Feeding antisera targeting the peritrophic matrix-associated proteins Ppchit1 and PpPer1 interferes with PM kinetics in the sand flies Phlebotomus papatasi and Lutzomyia longipalpis

In female sand flies the peritrophic matrix (PM type 1) is secreted by midgut epithelial cells following blood feeding. When sand flies take an infectious blood meal, for Leishmania to survive and establish within the gut of the flies, they must first escape from the endoperitrophic space and then attach to the midgut epithelia to prevent excretion. It has been shown that RNAi knockdown of PpChit1, a midgut-specific chitinase in Phlebotomus papatasi, leads to a decrease in Le. major load in the gut of the vector. In the present work we assessed PM kinetics in two sand flies, P. papatasi and Lutzomyia longipalpis fed on naïve red blood cells (RBCs) reconstituted with naïve or specific antisera against Ppchit1 and PpPer1, a peritrophin previously characterized from P. papatasi. Sand fly midguts were dissected at 24, 48 and 72h post-blood meal (PBM) and processed for downstream microscopic analyses. Whereas P. papatasi midguts were fixed in 2.5% glutaraldehyde in cacodylate buffer and processed for light and transmission electron (TEM) microscopies, guts obtained from L. longipalpis were processed for light microscopy only. Results indicate that by 24h PBM PMs are thin, becoming significantly thicker by 48h PBM in the two sand flies species fed either on naïve of on RBCs reconstituted with either antisera.
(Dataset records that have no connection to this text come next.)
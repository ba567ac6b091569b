//! Field validators.
//!
//! Every function here is pure and deterministic: it takes a primitive value
//! (or a file handle) and returns an error message, a boolean, or a typed
//! error. Validators know nothing about which step or section called them;
//! the form schemas in [`crate::forms`] decide which validator applies to
//! which field.
//!
//! # Examples
//!
//! ```rust
//! use sugria_core::validation::{format_phone_number, validate_email, validate_required};
//!
//! assert!(validate_required("   ").is_some());
//! assert!(validate_email("ada@sugria.com").is_none());
//! assert_eq!(format_phone_number("08012345678").unwrap(), "+2348012345678");
//! ```

use std::sync::LazyLock;

use regex::Regex;
use serde::{Deserialize, Serialize};

pub mod date;
pub mod file;
pub mod phone;

pub use date::{validate_date_of_birth, validate_date_of_birth_on};
pub use file::{validate_file, FileError, FileRules, MAX_FILE_SIZE};
pub use phone::{format_phone_number, validate_phone_number, PhoneError};

static EMAIL_RE: LazyLock<Regex> =
    LazyLock::new(|| Regex::new(r"^[^\s@]+@[^\s@]+\.[^\s@]+$").expect("valid email pattern"));

/// Message for a required value that was left blank.
pub const REQUIRED_MESSAGE: &str = "This field is required";

/// Fails if the value is empty or whitespace-only.
pub fn validate_required(value: &str) -> Option<String> {
    if value.trim().is_empty() {
        Some(REQUIRED_MESSAGE.to_string())
    } else {
        None
    }
}

/// Fails unless the value has a `local@domain.tld` shape.
pub fn validate_email(value: &str) -> Option<String> {
    if EMAIL_RE.is_match(value.trim()) {
        None
    } else {
        Some("Please enter a valid email address".to_string())
    }
}

/// Fails unless the value is an email address on the given domain.
///
/// `domain` includes the `@`, e.g. `"@sugria.com"`.
pub fn validate_domain_email(value: &str, domain: &str) -> Option<String> {
    let value = value.trim();
    if validate_email(value).is_none() && value.to_lowercase().ends_with(domain) {
        None
    } else {
        Some(format!("Please enter a valid {domain} email address"))
    }
}

/// Fails unless the value contains at least a first and a last name.
pub fn validate_full_name(value: &str) -> Option<String> {
    if value.split_whitespace().count() < 2 {
        Some("Please enter both first and last name".to_string())
    } else {
        None
    }
}

/// Fails unless the value parses as a number greater than zero.
pub fn validate_positive_number(value: &str) -> Option<String> {
    match value.trim().parse::<f64>() {
        Ok(n) if n.is_finite() && n > 0.0 => None,
        _ => Some("Please enter a valid number greater than 0".to_string()),
    }
}

/// Fails unless the value is one of `options`.
pub fn validate_choice(value: &str, options: &[&str]) -> Option<String> {
    if options.contains(&value) {
        None
    } else {
        Some(format!("Please choose one of: {}", options.join(", ")))
    }
}

/// Per-field validation outcome for one step or one whole record.
///
/// Maps field name to error message, keeping the order in which errors were
/// found. An empty result means every field is valid.
#[derive(Debug, Clone, Default, PartialEq, Eq, Serialize, Deserialize)]
#[serde(transparent)]
pub struct ValidationResult(Vec<(String, String)>);

impl ValidationResult {
    /// Record an error for `field`, replacing any earlier one.
    pub fn insert(&mut self, field: impl Into<String>, message: impl Into<String>) {
        let field = field.into();
        let message = message.into();
        match self.0.iter_mut().find(|(name, _)| *name == field) {
            Some(entry) => entry.1 = message,
            None => self.0.push((field, message)),
        }
    }

    /// Error message for `field`, if any.
    pub fn get(&self, field: &str) -> Option<&str> {
        self.0
            .iter()
            .find(|(name, _)| name == field)
            .map(|(_, message)| message.as_str())
    }

    /// Whether `field` has an error.
    pub fn contains(&self, field: &str) -> bool {
        self.get(field).is_some()
    }

    /// Whether no field has an error.
    pub fn is_valid(&self) -> bool {
        self.0.is_empty()
    }

    pub fn len(&self) -> usize {
        self.0.len()
    }

    pub fn is_empty(&self) -> bool {
        self.0.is_empty()
    }

    /// Iterate over `(field, message)` pairs in discovery order.
    pub fn iter(&self) -> impl Iterator<Item = (&str, &str)> {
        self.0.iter().map(|(f, m)| (f.as_str(), m.as_str()))
    }

    /// Append every entry of `other`, prefixing field names with `prefix`.
    pub fn extend_prefixed(&mut self, prefix: &str, other: ValidationResult) {
        for (field, message) in other.0 {
            self.insert(format!("{prefix}.{field}"), message);
        }
    }
}

#[cfg(test)]
mod tests {
    use super::*;

    #[test]
    fn test_validate_required() {
        assert!(validate_required("").is_some());
        assert!(validate_required(" \t\n").is_some());
        assert!(validate_required("Ada").is_none());
    }

    #[test]
    fn test_validate_email() {
        assert!(validate_email("ada@example.com").is_none());
        assert!(validate_email("  ada@example.org ").is_none());
        assert!(validate_email("ada@example").is_some());
        assert!(validate_email("ada example@x.com").is_some());
        assert!(validate_email("@example.com").is_some());
        assert!(validate_email("").is_some());
    }

    #[test]
    fn test_validate_domain_email() {
        assert!(validate_domain_email("ada@sugria.com", "@sugria.com").is_none());
        assert!(validate_domain_email("Ada@SUGRIA.com", "@sugria.com").is_none());
        let err = validate_domain_email("ada@gmail.com", "@sugria.com").unwrap();
        assert_eq!(err, "Please enter a valid @sugria.com email address");
    }

    #[test]
    fn test_validate_full_name() {
        assert!(validate_full_name("Ada Obi").is_none());
        assert!(validate_full_name("Ada Chioma Obi").is_none());
        assert!(validate_full_name("Ada").is_some());
        assert!(validate_full_name("  Ada   ").is_some());
    }

    #[test]
    fn test_validate_positive_number() {
        assert!(validate_positive_number("2.5").is_none());
        assert!(validate_positive_number(" 10 ").is_none());
        assert!(validate_positive_number("0").is_some());
        assert!(validate_positive_number("-3").is_some());
        assert!(validate_positive_number("two").is_some());
        assert!(validate_positive_number("NaN").is_some());
    }

    #[test]
    fn test_validate_choice() {
        let options = ["in-person", "virtual"];
        assert!(validate_choice("virtual", &options).is_none());
        let err = validate_choice("hybrid", &options).unwrap();
        assert_eq!(err, "Please choose one of: in-person, virtual");
    }

    #[test]
    fn test_validation_result_replaces_and_keeps_order() {
        let mut result = ValidationResult::default();
        assert!(result.is_valid());

        result.insert("b", "first");
        result.insert("a", "second");
        result.insert("b", "replaced");

        let entries: Vec<_> = result.iter().collect();
        assert_eq!(entries, vec![("b", "replaced"), ("a", "second")]);
        assert_eq!(result.get("a"), Some("second"));
        assert!(!result.is_valid());
    }

    #[test]
    fn test_validation_result_prefixed_merge() {
        let mut step = ValidationResult::default();
        step.insert("size", "Please enter a valid number greater than 0");

        let mut all = ValidationResult::default();
        all.extend_prefixed("farm", step);
        assert!(all.contains("farm.size"));
    }
}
At 72h PBM, however, the PM from flies fed on either of the two antisera is still very thick in contrast with those fed on naïve sera, though the lamellate organization appears unchanged. Our results also suggest that feeding with the specific antisera also interfere with the blood digestion, as significantly more undigested blood is still present in the midgut 72h PBM in L. longipalpis in comparison to individuals fed on naïve sera. Collectively, antibodies targeting Ppchit1 and PpPer1 can interfere with the PM kinetics, blood digestion, and parasite survival are currently being tested as potential of transmission blocking vaccines.